Solo due esempi, giusto per dare l’idea.
Il signor Bozano, dopo aver massacrato una ragazzina di tredici anni (ma lui ci pensa alla vittima, e alle altre vittime condannate, loro sì, ad un ergastolo davvero “fine pena mai”: non vedranno mai più figli, genitori, fratelli, sorelle, mariti, mogli, etc.?), viene condannato all’ergastolo, ma dopo pochi anni, nonostante un periodo di latitanza, viene ammesso alla semilibertà. E così può dedicarsi all’aggressione sessuale verso un’altra minorenne.
Il signor Izzo, dopo aver violentato e torturato insieme a due ignobili compari due ragazzine, uccidendone una e riducendo in fin di vita l’altra, che si salva solo perché creduta morta, viene condannato all’ergastolo. Ma questo non dura. Lui si “pente” e viene scarcerato, e così può uccidere una madre e sua figlia, e chissà – a suo dire – quante altre persone.
Chi parlerà con LUI di queste due povere donne, morte uccise per dare “speranza” a un ergastolano? Sono solo due esempi. E le vittime – morte e viventi nell’ineliminabile dolore – ringraziano per la “soluzione” del “problema”.
Solo due esempi, per dimostrare come, con un ergastolo vero, il “problema-Bozano” e il “problema-Izzo” sarebbero stati risolti, con non poca soddisfazione per chi invece li ha incontrati, suo malgrado, lungo la propria strada.
Dando una torsione forte al suo “pensiero” – ch’è di solito il modo più sicuro per misurare un’idea -, se un Hitler fosse stato catturato, [in realtà era stato catturato: se impiccato o almeno all’ergastolo vero, quale catastrofe sarebbe stata risparmiata al mondo!] non sarebbe stato lecito né giustiziarlo (contro la Parola e le parole della Chiesa ritiene la pena di morte immorale in sé stessa), né condannarlo all’ergastolo, e così prima o poi, se la morte non l’avesse intanto ghermito per fatti suoi, avrebbe ripreso a circolare per strada. Che ne dite?

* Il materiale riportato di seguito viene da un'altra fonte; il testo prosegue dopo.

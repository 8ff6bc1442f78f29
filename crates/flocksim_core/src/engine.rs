//! The tick orchestrator.
//!
//! One tick runs in a fixed order: prey move and re-steer, then predators
//! move, eat and re-steer. Changing the order changes short-term dynamics, so
//! seeded runs are only reproducible with it intact.

use crate::config::SimulationConfig;
use crate::error::Result;
use crate::force::ForceKernel;
use crate::geometry::PairwiseField;
use crate::population::Population;
use crate::steering;
use flocksim_data::{KillReport, RunState, Species, SpeciesSnapshot, TickResult, Vec2};
use rand::seq::index;
use rand::{Rng, SeedableRng};
use rand_chacha::ChaCha8Rng;
use rand_distr::StandardNormal;

/// Standard deviation of the per-axis heading noise.
pub const NOISE_SIGMA: f64 = 1e-3;
/// Neighbors followed within the same species.
pub const SAME_SPECIES_NEIGHBORS: usize = 3;
/// Neighbors followed across species.
pub const CROSS_SPECIES_NEIGHBORS: usize = 1;

pub struct SimulationEngine {
    config: SimulationConfig,
    kernel: ForceKernel,
    preys: Population,
    predators: Population,
    rng: ChaCha8Rng,
    tick: u64,
    state: RunState,
}

impl SimulationEngine {
    /// Validates `config` and spawns both species, seeding from
    /// `config.seed` or from entropy.
    pub fn new(config: SimulationConfig) -> Result<Self> {
        let rng = match config.seed {
            Some(seed) => ChaCha8Rng::seed_from_u64(seed),
            None => ChaCha8Rng::from_entropy(),
        };
        Self::with_rng(config, rng)
    }

    /// Like [`SimulationEngine::new`] with an explicit random source, which
    /// drives placement, headings, noise and random kills.
    pub fn with_rng(config: SimulationConfig, mut rng: ChaCha8Rng) -> Result<Self> {
        config.validate()?;
        let (preys, predators) = Self::spawn_populations(&config, &mut rng);
        tracing::debug!(
            preys = config.num_preys,
            predators = config.num_predators,
            canvas_size = config.canvas_size,
            "Simulation initialized"
        );
        Ok(Self {
            kernel: ForceKernel::new(config.canvas_size),
            preys,
            predators,
            rng,
            tick: 0,
            state: RunState::Running,
            config,
        })
    }

    /// Builds an engine around hand-placed populations.
    ///
    /// Speeds are taken from `config`; population sizes override its counts.
    pub fn from_populations(
        config: SimulationConfig,
        prey_positions: Vec<Vec2>,
        prey_velocities: Vec<Vec2>,
        predator_positions: Vec<Vec2>,
        predator_velocities: Vec<Vec2>,
        rng: ChaCha8Rng,
    ) -> Result<Self> {
        let config = SimulationConfig {
            num_preys: prey_positions.len(),
            num_predators: predator_positions.len(),
            ..config
        };
        config.validate()?;
        let preys = Population::from_parts(
            Species::Prey,
            config.speed_preys,
            config.canvas_size,
            prey_positions,
            prey_velocities,
        )?;
        let predators = Population::from_parts(
            Species::Predator,
            config.speed_predators,
            config.canvas_size,
            predator_positions,
            predator_velocities,
        )?;
        Ok(Self {
            kernel: ForceKernel::new(config.canvas_size),
            preys,
            predators,
            rng,
            tick: 0,
            state: RunState::Running,
            config,
        })
    }

    /// Replaces parameters and respawns both species. The random source
    /// carries on unless the new config sets a seed.
    pub fn reset(&mut self, config: SimulationConfig) -> Result<()> {
        config.validate()?;
        if let Some(seed) = config.seed {
            self.rng = ChaCha8Rng::seed_from_u64(seed);
        }
        let (preys, predators) = Self::spawn_populations(&config, &mut self.rng);
        self.preys = preys;
        self.predators = predators;
        self.kernel = ForceKernel::new(config.canvas_size);
        self.tick = 0;
        self.state = RunState::Running;
        self.config = config;
        tracing::info!("Simulation reset");
        Ok(())
    }

    fn spawn_populations(
        config: &SimulationConfig,
        rng: &mut ChaCha8Rng,
    ) -> (Population, Population) {
        let preys = Population::spawn(
            Species::Prey,
            config.num_preys,
            config.canvas_size,
            config.gen_bound,
            config.speed_preys,
            rng,
        );
        let predators = Population::spawn(
            Species::Predator,
            config.num_predators,
            config.canvas_size,
            config.gen_bound,
            config.speed_predators,
            rng,
        );
        (preys, predators)
    }

    /// Advances the simulation by one tick.
    ///
    /// Once every prey is eaten the engine stays terminal: predators keep
    /// drifting on their last heading and no kernel runs against the empty
    /// prey set.
    pub fn tick(&mut self) -> TickResult {
        self.tick += 1;

        if self.state == RunState::Terminal {
            self.predators.advance(self.config.canvas_size);
            return TickResult {
                eaten: 0,
                all_eaten: true,
            };
        }

        self.update_preys();
        let eaten = self.update_predators();
        let all_eaten = self.refresh_state();

        self.preys.debug_check_invariants(self.config.canvas_size);
        self.predators
            .debug_check_invariants(self.config.canvas_size);

        tracing::debug!(
            tick = self.tick,
            eaten,
            living = self.preys.living_count(),
            "Tick complete"
        );

        TickResult { eaten, all_eaten }
    }

    fn update_preys(&mut self) {
        let size = self.config.canvas_size;
        self.preys.advance(size);

        let positions = self.preys.positions();
        let flee_predators = self.kernel.repulse(
            positions,
            self.predators.positions(),
            CROSS_SPECIES_NEIGHBORS,
            false,
            None,
        );
        let avoid_crowding = self.kernel.repulse(
            positions,
            positions,
            SAME_SPECIES_NEIGHBORS,
            true,
            Some(self.preys.alive()),
        );

        let desired: Vec<Vec2> = flee_predators
            .into_iter()
            .zip(avoid_crowding)
            .map(|(flee, crowd)| flee + crowd * self.config.repulse_factor_preys)
            .collect();

        let velocities = self.steer(&desired, Species::Prey);
        self.preys.set_velocities(&velocities);
    }

    /// Returns how many prey were caught.
    fn update_predators(&mut self) -> usize {
        let size = self.config.canvas_size;
        self.predators.advance(size);

        let eaten = self.eat_preys();
        if self.preys.all_dead() {
            return eaten;
        }

        let positions = self.predators.positions();
        let pursue = self.kernel.attract(
            positions,
            self.preys.positions(),
            CROSS_SPECIES_NEIGHBORS,
            false,
            Some(self.preys.alive()),
        );
        let keep_apart = self.kernel.repulse(
            positions,
            positions,
            SAME_SPECIES_NEIGHBORS,
            true,
            None,
        );

        let desired: Vec<Vec2> = pursue
            .into_iter()
            .zip(keep_apart)
            .map(|(chase, apart)| chase + apart * self.config.repulse_factor_predators)
            .collect();

        let velocities = self.steer(&desired, Species::Predator);
        self.predators.set_velocities(&velocities);
        eaten
    }

    /// Any living prey within one tick's travel of any predator is eaten.
    fn eat_preys(&mut self) -> usize {
        let catch_range_sq = self.config.speed_predators * self.config.speed_predators;
        let field = PairwiseField::compute(
            self.predators.positions(),
            self.preys.positions(),
            self.config.canvas_size,
        );

        let caught: Vec<usize> = self
            .preys
            .living_indices()
            .filter(|&j| (0..field.rows).any(|i| field.d2[field.index(i, j)] < catch_range_sq))
            .collect();

        let mut eaten = 0;
        for j in caught {
            if self.preys.mark_eaten(j) {
                eaten += 1;
            }
        }
        eaten
    }

    /// Normalize, add noise, normalize again, then limit the turn.
    ///
    /// A zero desired vector after either normalization keeps the current
    /// heading for that agent.
    fn steer(&mut self, desired: &[Vec2], species: Species) -> Vec<Vec2> {
        let population = match species {
            Species::Prey => &self.preys,
            Species::Predator => &self.predators,
        };
        let alive = population.alive();
        let old = population.velocities();

        let mut headings = Vec::with_capacity(desired.len());
        for (i, &d) in desired.iter().enumerate() {
            if !alive[i] {
                headings.push(Vec2::ZERO);
                continue;
            }
            let heading = match d.normalized() {
                Some(unit) => {
                    let nx: f64 = self.rng.sample(StandardNormal);
                    let ny: f64 = self.rng.sample(StandardNormal);
                    let noise = Vec2::new(nx, ny) * NOISE_SIGMA;
                    (unit + noise).normalized().unwrap_or(Vec2::ZERO)
                }
                None => Vec2::ZERO,
            };
            headings.push(heading);
        }

        steering::limit_all(
            old,
            &headings,
            population.speed(),
            self.config.max_turning_angle,
        )
    }

    fn refresh_state(&mut self) -> bool {
        if self.state == RunState::Running && self.preys.all_dead() {
            self.state = RunState::Terminal;
            tracing::info!(tick = self.tick, "All preys eaten");
        }
        self.state == RunState::Terminal
    }

    /// Marks the given prey eaten outside the normal tick.
    ///
    /// Indices that are out of range or already eaten are skipped and not
    /// counted.
    pub fn kill(&mut self, indices: &[usize]) -> KillReport {
        let mut killed = 0;
        for &idx in indices {
            if self.preys.mark_eaten(idx) {
                killed += 1;
            }
        }
        let all_eaten = self.refresh_state();
        self.preys.debug_check_invariants(self.config.canvas_size);

        let report = KillReport {
            killed,
            remaining: self.preys.living_count(),
            all_eaten,
        };
        tracing::info!(
            tick = self.tick,
            killed = report.killed,
            remaining = report.remaining,
            "Preys killed"
        );
        report
    }

    /// Kills `max(1, living / 4)` living prey chosen uniformly without
    /// replacement.
    pub fn random_kill(&mut self) -> KillReport {
        let living: Vec<usize> = self.preys.living_indices().collect();
        if living.is_empty() {
            return self.kill(&[]);
        }
        let amount = (living.len() / 4).max(1);
        let picks: Vec<usize> = index::sample(&mut self.rng, living.len(), amount)
            .into_iter()
            .map(|k| living[k])
            .collect();
        self.kill(&picks)
    }

    #[must_use]
    pub fn config(&self) -> &SimulationConfig {
        &self.config
    }

    #[must_use]
    pub fn preys(&self) -> &Population {
        &self.preys
    }

    #[must_use]
    pub fn predators(&self) -> &Population {
        &self.predators
    }

    #[must_use]
    pub fn population(&self, species: Species) -> &Population {
        match species {
            Species::Prey => &self.preys,
            Species::Predator => &self.predators,
        }
    }

    #[must_use]
    pub fn living_preys(&self) -> usize {
        self.preys.living_count()
    }

    #[must_use]
    pub fn all_preys_eaten(&self) -> bool {
        self.preys.all_dead()
    }

    #[must_use]
    pub fn tick_count(&self) -> u64 {
        self.tick
    }

    #[must_use]
    pub fn state(&self) -> RunState {
        self.state
    }

    /// Frozen copy of one species' living members at the current tick.
    #[must_use]
    pub fn snapshot(&self, species: Species) -> SpeciesSnapshot {
        self.population(species)
            .snapshot(self.tick, self.config.canvas_size)
    }
}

Ve lo dico per esperienza: il “fine pena [davvero] mai” è l’unica cosa che temono i criminali. Ed in ogni caso, con la pena di morte, l’ergastolo [vero] è una sanzione, l’unica, proporzionata a certi crimini, e una misura di profilassi e prevenzione sociale, tendenzialmente non surrogabile. La “misericordia” è cosa delle persone, non delle istituzioni, perché in tal caso – vedi le vittime secondarie alla “misericordia” di stato – sarebbe come quel tipo particolare di sodomia praticata con le parti anatomiche altrui.
Pena di morte e ergastolo sono anche steli innalzate per ricordare ai colpevoli e all’intera società, a tutti, i profondi abissi del male e delle capacità malvagie del mysterium iniquitatis che alberga nel cuore di ciascuno di noi. Abbatterle significa relativizzare “misericordiosamente” il crimine e la cattiveria. E’ il proprio delle persone che non hanno la virilità per sostenere le conseguenze del mistero della libertà e della responsabilità che ne deriva. Fino in fondo, come per l’inferno, che non a caso neppure tollerano concettualmente in quanto senza fine. Peccato che esso sia nei Vangeli la realtà di gran lunga più nominata ed evocata da Gesù. Ma senza registrazioni non ne siamo poi così sicuri, e magari parlava in quel modo perché gli uomini del suo tempo questo linguaggio comprendevano, mentre noi uomini di oggi, evoluti e ormai adulti, abbiamo capito meglio e possiamo correggerlo.